- Ressource transitoire spécialisée en santé mentale et itinérance.
- 12 places mixtes orientées par le réseau et les organismes.
- Financement récurrent de 500 000 $ par an dès 2026-2027.
- Séjour moyen d’environ trois mois.
Une réponse ciblée à des besoins urgents
La ministre de la Santé du Québec, Sonia Bélanger, a annoncé l’ouverture officielle du PRISM Nord, une nouvelle ressource d’hébergement transitoire destinée aux personnes en situation d’itinérance présentant des troubles de santé mentale. Cette initiative vise à combler un manque important de services pour une clientèle particulièrement vulnérable au cœur de la métropole.
Pour souligner l’importance de ce projet, la ministre responsable de la Solidarité sociale et de l’Action communautaire, Chantal Rouleau, ainsi que la députée d’Anjou-Louis-Riel, Karine Boivin Roy, étaient également présentes. Elles ont insisté sur la nécessité de solutions concrètes et coordonnées pour lutter efficacement contre l’itinérance et ses conséquences humaines et sociales.
Un milieu structuré favorisant le rétablissement
Le PRISM Nord offre un environnement stable et encadré combinant hébergement et services spécialisés.
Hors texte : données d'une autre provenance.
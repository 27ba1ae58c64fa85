pub mod batch;
pub mod error;
pub mod settings;
pub mod types;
Les résidents ont accès à des soins psychiatriques, à des soins infirmiers ainsi qu’à un accompagnement psychosocial adapté à leurs besoins.
La ressource compte 12 places mixtes destinées à des personnes orientées par le réseau de la santé et des services sociaux ou par des organismes communautaires. L’objectif principal est de soutenir ces personnes dans leur cheminement vers un logement permanent et une meilleure autonomie.
Un financement récurrent de 500 000 dollars à partir de l’année financière 2026-2027 assurera la continuité des services et la pérennité du projet.
Une collaboration entre réseau public et communautaire
Le PRISM Nord est le fruit d’une collaboration étroite entre plusieurs partenaires. Le Centre intégré universitaire de santé et de services sociaux du Nord-de-l’Île-de-Montréal, la Mission Old Brewery et l’organisme L’Espace la Traversée ont uni leurs expertises pour concrétiser cette initiative.
L’Espace la Traversée a notamment fourni les locaux nécessaires, tandis que les organismes communautaires contribuent à l’accompagnement quotidien des résidents. Cette complémentarité entre les milieux public et communautaire est considérée comme un élément clé du succès du programme.
Un maillon entre la rue, les soins et le logement
Selon la ministre Chantal Rouleau, chaque nouvelle ressource constitue une avancée importante dans la lutte contre l’itinérance. Le PRISM Nord agit comme un pont entre la vie à la rue, l’accès aux soins et l’intégration dans un logement stable.
En offrant un cadre sécuritaire et des services coordonnés, la ressource vise à transformer durablement la trajectoire de vie des personnes hébergées. La députée Karine Boivin Roy a souligné que ce type de milieu donne aux personnes vulnérables une véritable chance de se reconstruire et d’envisager un avenir plus serein.
Le modèle PRISM déjà éprouvé au Québec
Le PRISM, pour Projet de réaffiliation en itinérance et santé mentale, est un programme d’hébergement transitoire déjà implanté dans plusieurs villes, notamment Montréal, Québec et Sherbrooke. Il est généralement offert pour une durée moyenne d’environ trois mois.
Des études indiquent qu’entre 63 % et 81 % des participants vivent toujours en logement un an après avoir complété le programme. Cette stabilité résidentielle s’accompagne souvent d’une amélioration notable de la qualité de vie et du bien-être global.
Une initiative inscrite dans les plans gouvernementaux
L’ouverture du PRISM Nord s’inscrit dans le Plan d’action interministériel en santé mentale 2022-2026 ainsi que dans le Plan d’action interministériel en itinérance 2021-2026. Ces stratégies visent à offrir un soutien personnalisé, des évaluations psychiatriques régulières et des soins continus aux personnes vivant des situations complexes.
En misant sur la coordination des services et sur des solutions adaptées aux réalités du terrain, le gouvernement souhaite renforcer le filet social et améliorer la prise en charge des personnes en situation d’itinérance.
Un espoir pour les personnes les plus vulnérables
Pour la ministre Sonia Bélanger, ce projet illustre l’importance d’investir dans des solutions innovantes et humaines. Elle estime que l’union des efforts du réseau public, du milieu communautaire et des partenaires locaux est essentielle pour offrir des perspectives réelles de rétablissement.
Le PRISM Nord représente ainsi une nouvelle étape dans la lutte contre l’itinérance au Québec, en proposant un modèle qui combine soins, stabilité et accompagnement vers l’autonomie.